The first panel of the day focused on “Impact Investment Funds” that target investments with environmental and social impacts beyond economic returns, their role in financing these types of businesses, and how companies can access them. The panel included experts, from international and local financiers (Incofin, P4F and IFC) to one national private fund (Fondo Accion), and a private company -Kahai- that has been successful in receiving impact investment to scale up its businesses. Panelists highlighted the importance of market analysis from the planning and structuring stages of the project, thinking of scalability, the importance of traceability and transparency of good business practices, robust governance systems, and innovation as a key element to be eligible for impact financing.
A second expert panel that included representatives of IDEAM (Institute of Hydrology, Meteorology and Environmental Studies), the Rainforest Alliance and Envolvert offered insights on how to identify and monitor environmental and social impacts in sustainable productive projects that aim to be deforestation free. These tracking mechanisms are the only guarantee for the traceability of the produced commodities, assuring the chain of custody of all the social, environmental and economic benefits claimed. Tools such as the Accountability Framework, the Forestry Footprint and the National Forest Monitor System were showcased during this session, as examples on how to monitor and manage this type of information.
A third discussion among actors from the region of Meta presented the local context including the policies and ongoing public and private projects that promote a model of territorial economic development based on sustainability principles for Meta and Caqueta. These discussions provided the context for presenting the selected projects that will be supported by the Tropical Forest Alliance Implementation Dialogue.

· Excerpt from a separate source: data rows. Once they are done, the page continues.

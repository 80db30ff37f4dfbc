//! # Ledger Backend
//!
//! HTTP service exposing CRUD operations over accounts and transactions,
//! plus a total endpoint for each.
//!
//! ## Architecture
//!
//! ```text
//! IO Layer (REST handlers, error rendering)
//!     ↓
//! Domain Layer (account and transaction services)
//!     ↓
//! Storage Layer (SQLite connection pool, repositories)
//! ```
//!
//! The connection pool is opened once at startup and handed to every handler
//! through [`AppState`].

pub mod config;
pub mod domain;
pub mod io;
pub mod storage;

use axum::{http::Method, Router};
use tower_http::{
    catch_panic::CatchPanicLayer,
    cors::{Any, CorsLayer},
    trace::TraceLayer,
};

use crate::domain::{AccountService, TransactionService};
use crate::io::rest::{account_apis, error, transaction_apis};
use crate::storage::DbConnection;

/// Application state shared by all handlers
#[derive(Clone)]
pub struct AppState {
    pub account_service: AccountService,
    pub transaction_service: TransactionService,
}

impl AppState {
    pub fn new(db: DbConnection) -> Self {
        Self {
            account_service: AccountService::new(db.clone()),
            transaction_service: TransactionService::new(db),
        }
    }
}

/// Create the Axum router with all routes configured
pub fn create_router(app_state: AppState) -> Router {
    let api_routes = Router::new()
        .nest("/accounts", account_apis::router())
        .nest("/transactions", transaction_apis::router());

    with_middleware(Router::new().nest("/api", api_routes)).with_state(app_state)
}

/// Terminal error handling, request tracing and CORS. Must be applied after
/// every route is added.
fn with_middleware(routes: Router<AppState>) -> Router<AppState> {
    let cors = CorsLayer::new()
        .allow_origin(Any)
        .allow_methods([Method::GET, Method::POST, Method::PUT, Method::DELETE])
        .allow_headers(Any);

    // Unsupported methods on a known path are answered like unknown routes
    routes
        .fallback(error::route_not_found)
        .method_not_allowed_fallback(error::route_not_found)
        .layer(CatchPanicLayer::custom(error::handle_panic))
        .layer(TraceLayer::new_for_http())
        .layer(cors)
}
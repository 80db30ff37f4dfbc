//! # REST API Interface Layer
//!
//! HTTP endpoints for account and transaction records. Handlers translate
//! between JSON and the domain services and turn every failure into an
//! [`error::ApiError`]; no business logic lives here.

pub mod account_apis;
pub mod error;
pub mod transaction_apis;

pub use error::ApiError;
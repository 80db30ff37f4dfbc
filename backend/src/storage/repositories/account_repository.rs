use anyhow::Result;
use shared::{Account, AccountFields};
use sqlx::{sqlite::SqliteRow, Row};
use uuid::Uuid;

use crate::storage::connection::DbConnection;

/// Repository for account records
#[derive(Clone)]
pub struct AccountRepository {
    db: DbConnection,
}

impl AccountRepository {
    pub fn new(db: DbConnection) -> Self {
        Self { db }
    }

    /// Insert a new account under a freshly assigned identifier
    pub async fn store_account(&self, fields: &AccountFields) -> Result<Account> {
        let id = Uuid::new_v4().to_string();

        sqlx::query(
            r#"
            INSERT INTO accounts (id, name, balance, address)
            VALUES (?, ?, ?, ?)
            "#,
        )
        .bind(&id)
        .bind(&fields.name)
        .bind(fields.balance)
        .bind(&fields.address)
        .execute(self.db.pool())
        .await?;

        Ok(Account {
            id,
            name: fields.name.clone(),
            balance: fields.balance,
            address: fields.address.clone(),
        })
    }

    /// List every account in insertion order
    pub async fn list_accounts(&self) -> Result<Vec<Account>> {
        let rows = sqlx::query(
            r#"
            SELECT id, name, balance, address
            FROM accounts
            ORDER BY ROWID ASC
            "#,
        )
        .fetch_all(self.db.pool())
        .await?;

        rows.iter().map(row_to_account).collect()
    }

    pub async fn get_account(&self, id: &str) -> Result<Option<Account>> {
        let row = sqlx::query("SELECT id, name, balance, address FROM accounts WHERE id = ?")
            .bind(id)
            .fetch_optional(self.db.pool())
            .await?;

        row.as_ref().map(row_to_account).transpose()
    }

    /// Overwrite the fields present in `fields` and return the record after
    /// the write, or None if no account has this id
    pub async fn update_account(&self, id: &str, fields: &AccountFields) -> Result<Option<Account>> {
        let row = sqlx::query(
            r#"
            UPDATE accounts
            SET name = COALESCE(?, name),
                balance = COALESCE(?, balance),
                address = COALESCE(?, address)
            WHERE id = ?
            RETURNING id, name, balance, address
            "#,
        )
        .bind(&fields.name)
        .bind(fields.balance)
        .bind(&fields.address)
        .bind(id)
        .fetch_optional(self.db.pool())
        .await?;

        row.as_ref().map(row_to_account).transpose()
    }

    /// Delete an account, returning the removed record if it existed
    pub async fn delete_account(&self, id: &str) -> Result<Option<Account>> {
        let row = sqlx::query("DELETE FROM accounts WHERE id = ? RETURNING id, name, balance, address")
            .bind(id)
            .fetch_optional(self.db.pool())
            .await?;

        row.as_ref().map(row_to_account).transpose()
    }
}

fn row_to_account(row: &SqliteRow) -> Result<Account> {
    Ok(Account {
        id: row.try_get("id")?,
        name: row.try_get("name")?,
        balance: row.try_get("balance")?,
        address: row.try_get("address")?,
    })
}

All in all, GGGI’s key message to the initiatives that were presented as part of this Dialogue was that they need to be structured with a criteria of profitability, social inclusion and long-term environmental sustainability, understanding the goals of responsible buyers and investors, the markets that are evolving in a similar manner and how these changes will affect the supply chains over time. GGGI’s contribution to the region of Meta is to provide support for the initiatives and help expand funding opportunities.